Ed Bilodeau

<< Back to Home

This weblog had moved: http://www.coolweblog.com/bilodeau/

# Notice (Oct 19/05): So ends my stay here on Blogger. This morning Google implemented an anti-spam 'feature' that forces me to answer a challenge phrase when I want to post to my own blog. No notice of the change, nothing. Worse is that it doesn't even work! I type the phrase, submit, "An error occured", post deleted. Damn you, Google. Chances are I will revive my blog somewhere else, sometime soon. I'll post the new coordinates here as soon as they become available. (BTW, I'm unable to post anything to my RSS stream, so I'd appreciate it if readers could spread the word and ask people to take a look at this notice)

Update (Oct 19/05, ~noon): After a frustrating few hours (and not just trying out alternatives to Blogger), I've decided that this is a good time to take a break from all this. A day? A week? Who knows. But I need to step away from it before I pass a heavy magnet over the whole mess.

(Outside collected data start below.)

//! FEN 棋盘部分解析和生成
//!
//! 只处理 FEN 的棋盘字段（走子方等由房间状态维护），从第 9 行写到第 0 行：
//! `rnbakabnr/9/1c5c1/p1p1p1p1p/9/9/P1P1P1P1P/1C5C1/9/RNBAKABNR`

use crate::board::Board;
use crate::constants::{BOARD_HEIGHT, BOARD_WIDTH};
use crate::error::ChessError;
use crate::piece::{Piece, Position};

/// 初始局面 FEN（棋盘部分）
pub const INITIAL_FEN: &str = "rnbakabnr/9/1c5c1/p1p1p1p1p/9/9/P1P1P1P1P/1C5C1/9/RNBAKABNR";

/// FEN 格式处理
pub struct Fen;

impl Fen {
    /// 解析棋盘部分（忽略空格后的其他字段）
    pub fn parse_board(fen: &str) -> Result<Board, ChessError> {
        let board_str = fen.split_whitespace().next().ok_or_else(|| ChessError::InvalidFen {
            reason: "Empty FEN string".to_string(),
        })?;

        let rows: Vec<&str> = board_str.split('/').collect();
        if rows.len() != BOARD_HEIGHT {
            return Err(ChessError::InvalidFen {
                reason: format!("Expected {} rows, got {}", BOARD_HEIGHT, rows.len()),
            });
        }

        let mut board = Board::empty();
        for (row_idx, row) in rows.iter().enumerate() {
            let y = (BOARD_HEIGHT - 1 - row_idx) as u8;
            let mut x = 0usize;

            for c in row.chars() {
                if x >= BOARD_WIDTH {
                    return Err(ChessError::InvalidFen {
                        reason: format!("Row {} has too many columns", row_idx),
                    });
                }

                if let Some(empty_count) = c.to_digit(10) {
                    x += empty_count as usize;
                } else if let Some(piece) = Piece::from_fen_char(c) {
                    board.set(Position::new_unchecked(x as u8, y), Some(piece));
                    x += 1;
                } else {
                    return Err(ChessError::InvalidFen {
                        reason: format!("Invalid piece character: {}", c),
                    });
                }
            }

            if x != BOARD_WIDTH {
                return Err(ChessError::InvalidFen {
                    reason: format!("Row {} has {} columns, expected {}", row_idx, x, BOARD_WIDTH),
                });
            }
        }

        Ok(board)
    }

    /// 将棋盘转换为 FEN 棋盘部分
    pub fn board_to_string(board: &Board) -> String {
        let mut rows = Vec::with_capacity(BOARD_HEIGHT);

        for y in (0..BOARD_HEIGHT as u8).rev() {
            let mut row = String::new();
            let mut empty_count = 0;

            for x in 0..BOARD_WIDTH as u8 {
                if let Some(piece) = board.get(Position::new_unchecked(x, y)) {
                    if empty_count > 0 {
                        row.push_str(&empty_count.to_string());
                        empty_count = 0;
                    }
                    row.push(piece.to_fen_char());
                } else {
                    empty_count += 1;
                }
            }

            if empty_count > 0 {
                row.push_str(&empty_count.to_string());
            }

            rows.push(row);
        }

        rows.join("/")
    }
}
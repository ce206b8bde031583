//! 服务端配置
//!
//! 查找顺序：命令行第一个参数 → 环境变量 `XIANGQI_SERVER_CONFIG` →
//! `<配置目录>/xiangqi-server/config.json`（存在时）→ 默认值。

use std::fs;
use std::path::{Path, PathBuf};

use anyhow::{Context, Result};
use serde::{Deserialize, Serialize};
use xiangqi_protocol::RulesConfig;

/// 配置文件路径环境变量
pub const CONFIG_ENV: &str = "XIANGQI_SERVER_CONFIG";

/// 默认日志过滤
const DEFAULT_LOG_FILTER: &str = "xiangqi_server=info";

/// 房间事件通道默认容量
const DEFAULT_CHANNEL_CAPACITY: usize = 64;

/// 服务端配置
#[derive(Debug, Clone, PartialEq, Eq, Serialize, Deserialize)]
#[serde(default)]
pub struct ServerConfig {
    /// 走法规则开关
    pub rules: RulesConfig,
    /// 是否把被拒绝的事件告知客户端
    pub report_rejections: bool,
    /// 每个房间事件通道的容量
    pub room_channel_capacity: usize,
    /// 未设置 RUST_LOG 时使用的日志过滤
    pub log_filter: String,
}

impl Default for ServerConfig {
    fn default() -> Self {
        Self {
            rules: RulesConfig::default(),
            report_rejections: false,
            room_channel_capacity: DEFAULT_CHANNEL_CAPACITY,
            log_filter: DEFAULT_LOG_FILTER.to_string(),
        }
    }
}

impl ServerConfig {
    /// 从 JSON 文件加载
    pub fn from_file(path: &Path) -> Result<Self> {
        let content = fs::read_to_string(path)
            .with_context(|| format!("读取配置文件失败: {:?}", path))?;

        let config: ServerConfig = serde_json::from_str(&content)
            .with_context(|| format!("解析配置文件失败: {:?}", path))?;

        anyhow::ensure!(
            config.room_channel_capacity > 0,
            "room_channel_capacity 必须大于 0"
        );
        Ok(config)
    }

    /// 按查找顺序加载配置
    pub fn load(cli_path: Option<PathBuf>) -> Result<Self> {
        let explicit = cli_path.or_else(|| std::env::var_os(CONFIG_ENV).map(PathBuf::from));
        if let Some(path) = explicit {
            return Self::from_file(&path);
        }

        match default_config_path() {
            Some(path) if path.exists() => Self::from_file(&path),
            _ => Ok(Self::default()),
        }
    }
}

/// 默认配置文件位置
fn default_config_path() -> Option<PathBuf> {
    dirs::config_dir().map(|dir| dir.join("xiangqi-server").join("config.json"))
}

Update 2: According to this post, the reason I'm seeing the CAPTCHA (challenge phrase) is that Blogger has classified my blog as spam. Thanks. User for five years and now I'm spam. I searched the Blogger site, but there is no mention of how to get the spam flag turned off. There is also no way of contacting anyone at Blogger. Wow. Spam they say I am, so spam I must be. Maybe it is time to take a break.

Friday, September 23, 2005

Standing up for open formats : Tim Bray has posted notes from a recent meeting in Massachusetts where government and industry people discussed the state's recent decision to standardize on the Open Document Format. There is a lot of interesting reading here. A few things that I particularly liked:

Eric Kriss (Secretary for Administration and Finance for the state of MA), made the following statement in his opening comments:
The business that the state conducts lies in the public domain... electronic forms must not be restricted by proprietary impediments
Here's another good part, where Microsoft's representative makes his position clear, and is quickly rebuffed by the state:
MSFT: This appears to be an assault on the intellectual property of the private sector.

Kriss: Sovereignty trumps intellectual property. Companies certainly have the right to own their own intellectual property. We're all for IP in implementations, just not in interchange formats.
In other words, you can have your intellectual property, but you can't force us to use it.

Note: The quotes above are from Tim Bray's note, and are probably not verbatim.